African governments need to raise their level of accountability and ensure that they improve and protect their own food security through quid pro quo side-agreements negotiated when they lease or sell their arable land to foreign interests, says Keith Mullin of Thompson Reuters
Citadel Capital Corp., an Egyptian private-equity firm with $8.3 billion in investments, said one of its companies received a $4.9 million loan from Bank of Khartoum for the plantation of land in Sudan.
El-Nahda for Integrated Solutions signed an agreement with the White Nile Governorate for a 30-year lease on 60,000 feddans [25,210 ha] of land on which it will build a large-scale commercial rice farm.
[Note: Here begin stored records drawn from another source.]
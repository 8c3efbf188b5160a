//! Eager initializer block.
//!
//! Same guarantees as [`EagerField`]; the one-time setup is written as an
//! explicit initializer procedure instead of a field expression.  The block
//! receives the still-empty instance slot and must fill it before the provider
//! exists.
//!
//! [`EagerField`]: crate::EagerField

use sl_core::{Error, Result, SingletonProvider, Strategy};
use tracing::debug;

/// Provider whose instance is set by an initializer block at construction.
#[derive(Debug)]
pub struct EagerBlock<T> {
    instance: T,
}

impl<T> EagerBlock<T> {
    /// Run `block` against an empty slot and hold whatever it stored.
    ///
    /// Returns `Error::Precondition` if the block leaves the slot empty.
    pub fn try_with_initializer(block: impl FnOnce(&mut Option<T>)) -> Result<Self> {
        debug!(strategy = %Strategy::EagerBlock, "running initializer block");
        let mut slot = None;
        block(&mut slot);
        match slot {
            Some(instance) => Ok(Self { instance }),
            None => Err(Error::Precondition(
                "initializer block left the instance unset".to_string(),
            )),
        }
    }

    /// Run an initializer block that always produces the instance.
    pub fn with_initializer(block: impl FnOnce() -> T) -> Self {
        debug!(strategy = %Strategy::EagerBlock, "running initializer block");
        Self { instance: block() }
    }

    /// The shared instance.
    pub fn get(&self) -> &T {
        &self.instance
    }
}

impl<T: Sync> SingletonProvider for EagerBlock<T> {
    type Shared = T;

    fn get(&self) -> &T {
        &self.instance
    }

    fn strategy(&self) -> Strategy {
        Strategy::EagerBlock
    }

    fn is_initialized(&self) -> bool {
        true
    }
}
//! The accessor contract every strategy implements.

use crate::identity::InstanceId;
use crate::strategy::Strategy;

/// A holder of one shared, immutable instance.
///
/// `get` takes no input and may be called from any number of threads at any
/// point of the provider's life.  There is no shutdown call: the instance
/// lives as long as the provider, and a `static` provider lives until the
/// program exits.
pub trait SingletonProvider: Sync {
    /// Type of the shared instance.
    type Shared;

    /// Return the shared instance, constructing it first if the strategy is
    /// lazy and no caller has done so yet.
    fn get(&self) -> &Self::Shared;

    /// Which strategy this provider implements.
    fn strategy(&self) -> Strategy;

    /// `true` once the shared instance has been constructed.
    ///
    /// Never triggers construction.
    fn is_initialized(&self) -> bool;

    /// Call [`get`][Self::get] and return the identity of the result.
    fn observe(&self) -> InstanceId {
        InstanceId::of(self.get())
    }
}

impl<P: SingletonProvider + ?Sized> SingletonProvider for &P {
    type Shared = P::Shared;

    fn get(&self) -> &Self::Shared {
        (**self).get()
    }

    fn strategy(&self) -> Strategy {
        (**self).strategy()
    }

    fn is_initialized(&self) -> bool {
        (**self).is_initialized()
    }
}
Citadel's Karim Sadek dismisses talk of land grabbing as an “academic concern”, saying “there should definitely be a priority for the produce to be sold on the local market, if there is a paying market for it”.
“We are now looking very seriously into Sudan,” said Zouhair Eloudghiri, chief executive officer of Savola Foods Co., a unit of Saudi Arabia’s second-largest publicly traded food producer, Savola Al-Azizia United Co.
Asked why he was attracted to Sudan, where Citadel got 200,000 ha of farmland betting on a continued global commodities rally, Chairman Ahmed Heikal said: "Almost free land, available water, fantastic climate, fantastic land quality -- why not Sudan?"